2. ADs break down organic material

Anaerobic digestion is a natural process where microorganisms break down organic matter into energy, fuel, and other usable products

Anaerobic digesters (ADs) use bacteria in a closed, oxygen-free container to break down various organic materials, like manure, food scraps, fats, greases, sewage, or wastewater. As the materials decompose, the process produces biogasA blend of gases produced from anaerobic digestion, including methane and carbon dioxide. and other coproducts.

Anaerobic digestion produces biogas and other usable products

The process of breaking down organic materials in an oxygen-free environment takes about three weeks. When the decomposition is complete, the result is a blend of gases, known as biogas, and a nutrient-rich mixture called digestate.

  • Biogas is a blend of gases that is 40% to 70% methane, as well as carbon dioxide and other gases. Biogas can be burned to generate heat and electricity. When it is further refined or "scrubbed" to remove carbon dioxide and other gases, it creates a gas known as biomethane or renewable natural gas (RNG).

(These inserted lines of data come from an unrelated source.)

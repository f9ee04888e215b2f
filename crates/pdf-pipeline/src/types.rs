use pdf_watermark::WatermarkError;
use std::fmt;
use std::path::PathBuf;
use std::time::Duration;
use thiserror::Error;

#[derive(Error, Debug)]
pub enum PipelineError {
    #[error("Invalid configuration: {0}")]
    Config(String),
    #[error("Watermark error: {0}")]
    Watermark(#[from] WatermarkError),
    #[error("{stage} file '{}' does not exist (it is produced by the {stage} stage)", path.display())]
    MissingStageInput { stage: Stage, path: PathBuf },
    #[error("Failed to start rasterizer '{}': {source}", program.display())]
    EngineSpawn {
        program: PathBuf,
        #[source]
        source: std::io::Error,
    },
    #[error("Rasterizer failed on '{}' (exit code {}): {stderr}", input.display(), exit_code_label(*code))]
    EngineFailed {
        input: PathBuf,
        code: Option<i32>,
        stderr: String,
    },
    #[error("Rasterizer timed out after {}s on '{}'", timeout.as_secs(), input.display())]
    EngineTimeout { input: PathBuf, timeout: Duration },
    #[error("IO error: {0}")]
    Io(#[from] std::io::Error),
    #[error("Run stopped after first failure: {0}")]
    Halted(#[source] Box<FileFailure>),
}

pub type Result<T> = std::result::Result<T, PipelineError>;

fn exit_code_label(code: Option<i32>) -> String {
    code.map_or_else(|| "unknown".to_string(), |c| c.to_string())
}

/// The three pipeline stages, each owning one subdirectory of the
/// destination root
#[derive(Debug, Clone, Copy, PartialEq, Eq, Hash)]
pub enum Stage {
    Watermarked,
    Greyscale,
    Finished,
}

impl Stage {
    pub const ALL: [Stage; 3] = [Stage::Watermarked, Stage::Greyscale, Stage::Finished];

    /// Subdirectory name under the destination root
    pub fn dir_name(self) -> &'static str {
        match self {
            Stage::Watermarked => "1_Watermarked",
            Stage::Greyscale => "2_Greyscale",
            Stage::Finished => "3_Finished",
        }
    }

    pub(crate) fn index(self) -> usize {
        match self {
            Stage::Watermarked => 0,
            Stage::Greyscale => 1,
            Stage::Finished => 2,
        }
    }
}

impl fmt::Display for Stage {
    fn fmt(&self, f: &mut fmt::Formatter<'_>) -> fmt::Result {
        let name = match self {
            Stage::Watermarked => "Watermarked",
            Stage::Greyscale => "Greyscale",
            Stage::Finished => "Finished",
        };
        f.write_str(name)
    }
}

/// Progress of one document through the pipeline. Transitions only move
/// forward; `Failed` is terminal.
#[derive(Debug, Clone, Copy, PartialEq, Eq)]
pub enum DocumentState {
    Pending,
    Watermarked,
    Greyscaled,
    Finished,
    Failed,
}

impl DocumentState {
    /// The stage that runs next from this state
    pub fn next_stage(self) -> Option<Stage> {
        match self {
            DocumentState::Pending => Some(Stage::Watermarked),
            DocumentState::Watermarked => Some(Stage::Greyscale),
            DocumentState::Greyscaled => Some(Stage::Finished),
            DocumentState::Finished | DocumentState::Failed => None,
        }
    }
}

/// Which rendition ended up in the Finished directory
#[derive(Debug, Clone, Copy, PartialEq, Eq)]
pub enum Variant {
    Watermarked,
    Greyscale,
}

impl fmt::Display for Variant {
    fn fmt(&self, f: &mut fmt::Formatter<'_>) -> fmt::Result {
        match self {
            Variant::Watermarked => f.write_str("watermarked"),
            Variant::Greyscale => f.write_str("greyscale"),
        }
    }
}

/// Outcome of a document that went through all three stages
#[derive(Debug, Clone, PartialEq)]
pub struct FileReport {
    pub name: String,
    pub pages_stamped: usize,
    pub watermarked_bytes: u64,
    pub greyscale_bytes: u64,
    pub chosen: Variant,
    pub finished_path: PathBuf,
}

impl FileReport {
    pub fn finished_bytes(&self) -> u64 {
        match self.chosen {
            Variant::Watermarked => self.watermarked_bytes,
            Variant::Greyscale => self.greyscale_bytes,
        }
    }
}

/// A document that stopped in `stage`
#[derive(Error, Debug)]
#[error("{name}: {stage} stage failed: {error}")]
pub struct FileFailure {
    pub name: String,
    pub stage: Stage,
    /// Last state the document reached before failing
    pub reached: DocumentState,
    #[source]
    pub error: PipelineError,
}

pub type FileOutcome = std::result::Result<FileReport, FileFailure>;

/// Aggregate result of one batch invocation
#[derive(Debug)]
pub struct RunSummary {
    /// Files discovered in the source directory
    pub total_files: usize,
    /// Outcomes in file-name order. Shorter than `total_files` when a
    /// fail-fast run stopped early.
    pub outcomes: Vec<FileOutcome>,
    pub elapsed: Duration,
}

impl RunSummary {
    pub fn succeeded(&self) -> usize {
        self.outcomes.iter().filter(|o| o.is_ok()).count()
    }

    pub fn failed(&self) -> usize {
        self.outcomes.iter().filter(|o| o.is_err()).count()
    }

    /// Files never attempted
    pub fn skipped(&self) -> usize {
        self.total_files - self.outcomes.len()
    }

    pub fn failures(&self) -> impl Iterator<Item = &FileFailure> {
        self.outcomes.iter().filter_map(|o| o.as_ref().err())
    }

    pub fn is_success(&self) -> bool {
        self.failed() == 0 && self.skipped() == 0
    }
}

    RNG is usually 96% to 98% methane, the same methane composition as refined fossil natural gas that is extracted from reserves in the earth and can be inserted into gas pipelines. RNG with slightly less methane content (90% to 95%) can be used as transportation fuel.

  • Digestate is the non-gaseous material left after anaerobic digestion occurs. Digestate is a wet, nutrient-rich mixture that is usually separated into solids and liquids. It can be used to make marketable products like compost, fertilizer, and animal bedding.
Exhibit 2.1: Anaerobic digesters use organic material to create heat, electricity, fuel, and other coproducts
Flow%20Chart-02.svg
Source: JLARC staff analysis of Department of Commerce and U.S. Energy Information Administration information.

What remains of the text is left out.